The Oxford Companion to United States History | 2001 | | © The Oxford Companion to United States History 2001, originally published by Oxford University Press 2001. (Hide copyright information) Copyright

James, Henry (1843–1916), novelist, writer of short stories, plays, critical essays, and travel accounts; prose stylist and theorist of fiction.Born in New York City the son of Henry James Sr. and Mary Robertson Walsh, and the brother of William James, Henry James was educated abroad in Geneva, Paris, and Bonn and attended Harvard University briefly to study law but read Balzac instead. After a series of transatlantic residences, James in 1876 lived for a time in Paris where he met Turgenev, Flaubert, Maupassant, Daudet, and Zola. Later in the year, he settled permanently in England: first in London and, in 1898, in Rye. He knew the principal literary men and women of the day, including Robert Browning and George Eliot, whose poetry and fiction he admired and emulated.

James found the American scene bereft of the cultural institutions that gave breadth and depth to a novelist's imagination: “no aristocracy, no church, no clergy, no army, no diplomatic service, no country gentlemen, no palaces. no literature, no novels, no museums, no pictures, no political society, no sporting class—no Epsom nor Ascot!” Consequently, he made the subject of his fiction the complex fate of being an American testing the value of Europe. He brought the genre of the international novel to perfection in plots that examined American naiveté amidst European sophistication, New World morality in the arena of Old World manners. The American (1877), Daisy Miller (1879), and, especially, The Portrait of a Lady (1881) won for James artistic acclaim and fame as a psychological realist. His later international novels The Wings of the Dove (1902), The Ambassadors (1903), and The Golden Bowl (1904), written in his more demanding later style, achieved subtlety and sophistication, though little recognition in his own time. Later generations, raised on Joyce and Proust, praised them as James's “major phase.” James also wrote novels and tales with exclusively American settings (like Washington Square, 1881; The Bostonians, 1886) and exclusively English settings (like The Spoils of Poynton, 1897; The Awkward Age, 1899), equally incisive psychologically and socially with his international fiction. He tried but failed to become a successful London playwright in the early 1890s.

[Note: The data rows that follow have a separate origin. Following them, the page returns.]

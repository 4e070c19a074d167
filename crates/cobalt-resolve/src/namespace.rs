use cobalt_syntax::UsingAlias;

/// Index of a namespace scope in the compilation context.
#[derive(Debug, Clone, Copy, PartialEq, Eq, Hash)]
pub struct NamespaceId(pub u32);

/// One `namespace` block of one compilation unit, with the `using`
/// directives written inside it. The same namespace declared in two files
/// gets two scopes, since each file has its own directives.
#[derive(Debug, Clone)]
pub struct NamespaceScope {
    /// Fully qualified name; empty for a file's global scope.
    pub name: String,
    pub parent: Option<NamespaceId>,
    /// Imported namespaces, in declaration order.
    pub usings: Vec<String>,
    pub aliases: Vec<UsingAlias>,
}

impl NamespaceScope {
    pub fn qualify(&self, name: &str) -> String {
        qualify(&self.name, name)
    }

    /// Rewrites `name` through a `using` alias, if its first segment is one.
    pub fn expand_alias(&self, name: &str) -> Option<String> {
        let (head, rest) = match name.split_once('.') {
            Some((head, rest)) => (head, Some(rest)),
            None => (name, None),
        };
        let alias = self.aliases.iter().find(|a| a.alias == head)?;
        Some(match rest {
            Some(rest) => format!("{}.{}", alias.target, rest),
            None => alias.target.clone(),
        })
    }
}

/// Joins a namespace (possibly empty) and a name.
pub fn qualify(namespace: &str, name: &str) -> String {
    if namespace.is_empty() {
        name.to_string()
    } else {
        format!("{namespace}.{name}")
    }
}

James, who often wrote about artists and writers, said of himself in 1878 that he had an “imagination of disaster” and saw life as a battle in which “evil is insolent and strong; beauty enchanting but rare; goodness very apt to be weak; folly very apt to be defiant; wickedness to carry the day; imbeciles to be in great places, people of sense in small, and mankind generally unhappy.” In this situation, life “bids us learn to will and seek to understand.” A Jamesian novel presents this sense of life by constantly nourishing a character's consciousness and having him or her make choices based on an ever more informed sensibility. The novel What Maisie Knew (1897) is paradigmatic of this form, ending with a girl on the verge of adolescence who has learned enough as a child to acquire a moral sense and choose the way she will live.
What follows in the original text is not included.